I started by base coating them a solid, dark blue.
You can see the little guy on the left is just blue. The guy on the right has already had the next step applied: gently airbrushing some royal purple colour over it. I dilute the first transition colour enough that it takes a few quick passes to get an opaque coverage. Then I paint from the outside/edges of the model in, so that the outside has the most layers and thus the strongest purple colouring, and the inside the least. You can see below that it's a nice smooth transition.
I get annoyed spraying very thin paint through my airbrush (because I'm impatient when it comes to waiting for things to dry) so I mix my paint with a distilled water : matte medium 1:1 mix. This way it gains transparency, but I do not have to thin it more than I would a colour I wanted to be opaque. (Matte medium is thick but see through).
Once I had been round the edges of the main bodies I started on the tails. I want to have more than one colour transition on this so decided to have everything going to white/blue towards the back. I started right at the tip with a 1:1 mix of magic blue (VGC) and water. As I got closer to the purple and blue already on the model I thinned the colour more to get another smooth transition. I really like the VGC magical blue colour. It's very pretty, strong, and has a great texture/consistency. One of the best Vallejo paints, I very much recommend picking it up, especially if you've got an airbrush. (What with it being in a dropped bottle.) I added a couple of drops of dead white, and thinner to keep the consistency the same, and began to mist progressively less and less of the tails until I reached nearly white tips.
Now came my first ever attempt at freehand! I looked up some runes and started sketching them out on one of the models tail using my original deep blue colour. I made sure my paint was very thin, and using a 00 W&N series 7. My paint was thin enough that it was nearly dry by the time I got to the end of the line. Once I'd gotten shapes I like, I filled the lines in with a smaller layer of dead white, trying to keep some of the original line showing on the outside.
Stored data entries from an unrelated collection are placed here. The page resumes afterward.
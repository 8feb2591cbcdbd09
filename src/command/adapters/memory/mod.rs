//! In-memory adapters for command ports.
//!
//! Used by tests and by embedders that wire a real gateway only on the
//! inbound side.

mod entity;
mod lifecycle;
mod publisher;
mod transport;

pub use entity::InMemoryEntityCache;
pub use lifecycle::InMemoryLifecycleSink;
pub use publisher::InMemoryCommandPublisher;
pub use transport::{InMemoryReplyTransport, TransportCall};
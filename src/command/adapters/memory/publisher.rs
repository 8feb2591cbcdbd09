//! Recording command publisher.

use async_trait::async_trait;
use std::collections::BTreeMap;
use std::sync::{Arc, RwLock};

use crate::command::domain::{CommandDescription, PublishScope};
use crate::command::ports::{CommandPublisher, PublishError, PublishResult};

/// Publisher that stores the latest batch per scope.
#[derive(Debug, Clone, Default)]
pub struct InMemoryCommandPublisher {
    published: Arc<RwLock<BTreeMap<PublishScope, Vec<CommandDescription>>>>,
}

impl InMemoryCommandPublisher {
    /// Creates an empty publisher.
    #[must_use]
    pub fn new() -> Self {
        Self::default()
    }

    /// Returns the latest batch published to `scope`.
    #[must_use]
    pub fn published(&self, scope: &PublishScope) -> Option<Vec<CommandDescription>> {
        self.published
            .read()
            .ok()
            .and_then(|published| published.get(scope).cloned())
    }

    /// Returns every scope that has been published to, in order.
    #[must_use]
    pub fn scopes(&self) -> Vec<PublishScope> {
        self.published
            .read()
            .map(|published| published.keys().cloned().collect())
            .unwrap_or_default()
    }
}

#[async_trait]
impl CommandPublisher for InMemoryCommandPublisher {
    async fn publish(
        &self,
        scope: &PublishScope,
        commands: &[CommandDescription],
    ) -> PublishResult<()> {
        self.published
            .write()
            .map_err(|err| PublishError::request(std::io::Error::other(err.to_string())))?
            .insert(scope.clone(), commands.to_vec());
        Ok(())
    }
}
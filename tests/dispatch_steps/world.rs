//! Shared world state for command dispatch BDD scenarios.

use std::sync::Arc;

use rstest::fixture;
use switchboard::command::{
    adapters::memory::{InMemoryEntityCache, InMemoryLifecycleSink, InMemoryReplyTransport},
    config::DispatchConfig,
    domain::ReplyPayload,
    services::{CommandRegistry, DispatchReport, Dispatcher, RegisteredCommand, RegistryResult},
};

/// Dispatcher type used by the BDD world.
pub type TestDispatcher = Dispatcher<InMemoryReplyTransport, InMemoryLifecycleSink>;

/// Scenario world for dispatch behaviour tests.
pub struct DispatchWorld {
    /// Registry shared with the dispatcher.
    pub registry: Arc<CommandRegistry>,
    /// Records every reply.
    pub transport: Arc<InMemoryReplyTransport>,
    /// Records lifecycle events.
    pub lifecycle: Arc<InMemoryLifecycleSink>,
    /// Dispatcher, once started.
    pub dispatcher: Option<TestDispatcher>,
    /// Report for the last inbound event.
    pub last_report: Option<DispatchReport>,
    /// Result of the last registration attempt.
    pub last_registration: Option<RegistryResult<RegisteredCommand>>,
}

impl DispatchWorld {
    /// Creates a world with an empty registry.
    #[must_use]
    pub fn new() -> Self {
        Self {
            registry: Arc::new(CommandRegistry::new()),
            transport: Arc::new(InMemoryReplyTransport::new()),
            lifecycle: Arc::new(InMemoryLifecycleSink::new()),
            dispatcher: None,
            last_report: None,
            last_registration: None,
        }
    }

    /// Builds and starts the dispatcher over the world's registry.
    pub fn start(&mut self) -> Result<(), eyre::Report> {
        let dispatcher = Dispatcher::new(
            &DispatchConfig::default(),
            Arc::clone(&self.registry),
            Arc::clone(&self.transport),
            Arc::new(InMemoryEntityCache::new()),
            Arc::clone(&self.lifecycle),
        )
        .map_err(|err| eyre::eyre!("dispatcher rejected default config: {err}"))?;
        dispatcher.start();
        self.dispatcher = Some(dispatcher);
        Ok(())
    }

    /// Returns the started dispatcher.
    pub fn dispatcher(&self) -> Result<&TestDispatcher, eyre::Report> {
        self.dispatcher
            .as_ref()
            .ok_or_else(|| eyre::eyre!("dispatcher has not been started"))
    }

    /// Returns the most recently delivered payload.
    pub fn last_reply(&self) -> Result<ReplyPayload, eyre::Report> {
        self.transport
            .delivered()
            .pop()
            .ok_or_else(|| eyre::eyre!("no reply was delivered"))
    }
}

impl Default for DispatchWorld {
    fn default() -> Self {
        Self::new()
    }
}

/// Fixture that creates a new scenario world.
#[fixture]
pub fn world() -> DispatchWorld {
    DispatchWorld::default()
}

/// Runs an async operation within sync step definitions.
pub fn run_async<T>(future: impl std::future::Future<Output = T>) -> T {
    tokio::task::block_in_place(|| tokio::runtime::Handle::current().block_on(future))
}
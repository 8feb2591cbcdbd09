//! Command registry with a setup phase and a run phase.
//!
//! During setup, commands are added and children appended. [`start`]
//! engages the run-lock; from then on every mutation is rejected and the
//! registry is only read.
//!
//! [`start`]: CommandRegistry::start

use std::sync::atomic::{AtomicBool, Ordering};
use std::sync::{Arc, PoisonError, RwLock, RwLockReadGuard, RwLockWriteGuard};
use thiserror::Error;
use tracing::{debug, info, warn};

use crate::command::domain::{
    ChatCommand, CommandName, CommandNode, CommandType, ContextMenuCommand, DefinitionError,
};

/// Errors returned by registry mutations.
#[derive(Debug, Clone, Error, PartialEq, Eq)]
pub enum RegistryError {
    /// The registry has been started.
    #[error("registry is locked; cannot {operation} after start")]
    Locked {
        /// Rejected operation.
        operation: &'static str,
    },

    /// The name is already taken by a name or alias in the namespace.
    #[error("a {namespace} command named '{name}' is already registered")]
    DuplicateName {
        /// Namespace the collision happened in.
        namespace: CommandType,
        /// Colliding name.
        name: String,
    },

    /// A subcommand or group was registered at top level.
    #[error("'{0}' is not a top-level command")]
    NotTopLevel(String),

    /// The parent passed to `append` is not a registered chat command.
    #[error("no chat command named '{0}' is registered")]
    UnknownParent(String),

    /// The tree rejected the child.
    #[error(transparent)]
    Definition(#[from] DefinitionError),
}

/// Result type for registry mutations.
pub type RegistryResult<T> = Result<T, RegistryError>;

/// A registered top-level command.
#[derive(Debug, Clone)]
pub enum RegisteredCommand {
    /// A chat command.
    Chat(Arc<ChatCommand>),
    /// A context-menu command.
    ContextMenu(Arc<ContextMenuCommand>),
}

impl RegisteredCommand {
    /// Returns the command name.
    #[must_use]
    pub fn name(&self) -> &CommandName {
        match self {
            Self::Chat(command) => command.name(),
            Self::ContextMenu(command) => command.name(),
        }
    }

    /// Returns the namespace.
    #[must_use]
    pub const fn command_type(&self) -> CommandType {
        match self {
            Self::Chat(_) => CommandType::Chat,
            Self::ContextMenu(_) => CommandType::ContextMenu,
        }
    }
}

#[derive(Debug, Default)]
struct RegistryState {
    chat: Vec<Arc<ChatCommand>>,
    menus: Vec<Arc<ContextMenuCommand>>,
}

impl RegistryState {
    fn chat_name_taken(&self, candidate: &str) -> bool {
        self.chat.iter().any(|command| command.answers_to(candidate))
    }
}

/// In-memory registry of top-level commands.
#[derive(Debug, Default)]
pub struct CommandRegistry {
    state: RwLock<RegistryState>,
    running: AtomicBool,
}

impl CommandRegistry {
    /// Creates an empty registry in the setup phase.
    #[must_use]
    pub fn new() -> Self {
        Self::default()
    }

    /// Registers a top-level command.
    ///
    /// Aliases that collide with an existing name or alias are dropped with
    /// a warning; the command still registers.
    ///
    /// # Errors
    ///
    /// Returns [`RegistryError::Locked`] after [`Self::start`],
    /// [`RegistryError::NotTopLevel`] for subcommands and groups, or
    /// [`RegistryError::DuplicateName`] when the name is taken.
    pub fn add(&self, node: impl Into<CommandNode>) -> RegistryResult<RegisteredCommand> {
        let mut state = self.write();
        self.ensure_setup("add")?;

        match node.into() {
            CommandNode::Chat(mut command) => {
                if state.chat_name_taken(command.name().as_str()) {
                    return Err(RegistryError::DuplicateName {
                        namespace: CommandType::Chat,
                        name: command.name().to_string(),
                    });
                }

                let command_name = command.name().clone();
                command.retain_aliases(|alias| {
                    let taken = state.chat_name_taken(alias.as_str());
                    if taken {
                        warn!(command = %command_name, %alias, "alias collides with an existing command; dropped");
                    }
                    !taken
                });

                info!(command = %command.name(), aliases = command.aliases().len(), "registered chat command");
                let command = Arc::new(command);
                state.chat.push(Arc::clone(&command));
                Ok(RegisteredCommand::Chat(command))
            }
            CommandNode::ContextMenu(command) => {
                if state
                    .menus
                    .iter()
                    .any(|existing| existing.name() == command.name())
                {
                    return Err(RegistryError::DuplicateName {
                        namespace: CommandType::ContextMenu,
                        name: command.name().to_string(),
                    });
                }

                info!(command = %command.name(), "registered context-menu command");
                let command = Arc::new(command);
                state.menus.push(Arc::clone(&command));
                Ok(RegisteredCommand::ContextMenu(command))
            }
            other @ (CommandNode::Sub(_) | CommandNode::Group(_)) => {
                Err(RegistryError::NotTopLevel(other.name().to_string()))
            }
        }
    }

    /// Attaches a subcommand or group to a registered chat command.
    ///
    /// # Errors
    ///
    /// Returns [`RegistryError::Locked`] after [`Self::start`],
    /// [`RegistryError::UnknownParent`] when `parent` is not registered, or
    /// [`RegistryError::Definition`] when the tree rejects the child.
    pub fn append(&self, parent: &str, child: impl Into<CommandNode>) -> RegistryResult<()> {
        let mut state = self.write();
        self.ensure_setup("append")?;

        let entry = state
            .chat
            .iter_mut()
            .find(|command| command.name().matches(parent))
            .ok_or_else(|| RegistryError::UnknownParent(parent.to_owned()))?;

        let child = child.into();
        debug!(parent, child = %child.name(), "appending child command");
        Arc::make_mut(entry).append(child)?;
        Ok(())
    }

    /// Engages the run-lock. Idempotent.
    pub fn start(&self) {
        let state = self.write();
        if !self.running.swap(true, Ordering::SeqCst) {
            info!(
                chat_commands = state.chat.len(),
                context_menus = state.menus.len(),
                "command registry started"
            );
        }
    }

    /// Returns `true` once [`Self::start`] has been called.
    #[must_use]
    pub fn is_running(&self) -> bool {
        self.running.load(Ordering::SeqCst)
    }

    /// Looks up a command by exact name first, then by alias.
    ///
    /// With `command_type` set, only that namespace is searched.
    #[must_use]
    pub fn get(&self, name: &str, command_type: Option<CommandType>) -> Option<RegisteredCommand> {
        let state = self.read();
        let search_chat = command_type != Some(CommandType::ContextMenu);
        let search_menus = command_type != Some(CommandType::Chat);

        let exact_chat = || {
            state
                .chat
                .iter()
                .find(|command| command.name().matches(name))
                .cloned()
                .map(RegisteredCommand::Chat)
        };
        let exact_menu = || {
            state
                .menus
                .iter()
                .find(|command| command.name().as_str() == name)
                .cloned()
                .map(RegisteredCommand::ContextMenu)
        };
        let alias_chat = || {
            state
                .chat
                .iter()
                .find(|command| command.aliases().iter().any(|alias| alias.matches(name)))
                .cloned()
                .map(RegisteredCommand::Chat)
        };

        search_chat
            .then(exact_chat)
            .flatten()
            .or_else(|| search_menus.then(exact_menu).flatten())
            .or_else(|| search_chat.then(alias_chat).flatten())
    }

    /// Looks up a chat command by name or alias.
    #[must_use]
    pub fn chat_command(&self, name: &str) -> Option<Arc<ChatCommand>> {
        match self.get(name, Some(CommandType::Chat)) {
            Some(RegisteredCommand::Chat(command)) => Some(command),
            Some(RegisteredCommand::ContextMenu(_)) | None => None,
        }
    }

    /// Looks up a chat command by exact name, ignoring aliases.
    #[must_use]
    pub fn chat_command_exact(&self, name: &str) -> Option<Arc<ChatCommand>> {
        self.read()
            .chat
            .iter()
            .find(|command| command.name().matches(name))
            .cloned()
    }

    /// Looks up a context-menu command by exact name.
    #[must_use]
    pub fn context_menu(&self, name: &str) -> Option<Arc<ContextMenuCommand>> {
        match self.get(name, Some(CommandType::ContextMenu)) {
            Some(RegisteredCommand::ContextMenu(command)) => Some(command),
            Some(RegisteredCommand::Chat(_)) | None => None,
        }
    }

    /// Returns a snapshot of registered commands in registration order.
    #[must_use]
    pub fn list(&self, command_type: Option<CommandType>) -> Vec<RegisteredCommand> {
        let state = self.read();
        let chat = state
            .chat
            .iter()
            .cloned()
            .map(RegisteredCommand::Chat)
            .filter(|_| command_type != Some(CommandType::ContextMenu));
        let menus = state
            .menus
            .iter()
            .cloned()
            .map(RegisteredCommand::ContextMenu)
            .filter(|_| command_type != Some(CommandType::Chat));
        chat.chain(menus).collect()
    }

    /// Returns a snapshot of chat commands.
    #[must_use]
    pub fn chat_commands(&self) -> Vec<Arc<ChatCommand>> {
        self.read().chat.clone()
    }

    /// Returns a snapshot of context-menu commands.
    #[must_use]
    pub fn context_menus(&self) -> Vec<Arc<ContextMenuCommand>> {
        self.read().menus.clone()
    }

    /// Called with the write guard held; [`Self::start`] flips the flag
    /// under the same guard.
    fn ensure_setup(&self, operation: &'static str) -> RegistryResult<()> {
        if self.is_running() {
            warn!(operation, "command registry is locked; mutation rejected");
            return Err(RegistryError::Locked { operation });
        }
        Ok(())
    }

    fn read(&self) -> RwLockReadGuard<'_, RegistryState> {
        self.state.read().unwrap_or_else(PoisonError::into_inner)
    }

    fn write(&self) -> RwLockWriteGuard<'_, RegistryState> {
        self.state.write().unwrap_or_else(PoisonError::into_inner)
    }
}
Where this didn't happen I just went back over or around the white with the original colour. It was a back and forth for a while until I got shapes I was happy with. Now with the base done, I have to work out how to make them look like their are glowing. I probably shouldn't have chosen blue for my first attempt at this, because blue is a solid opaque pigment and notoriously difficult to layer with!
But the OSL is a matter for tomorrow. Today was a bad lot for just a couple of hours of painting.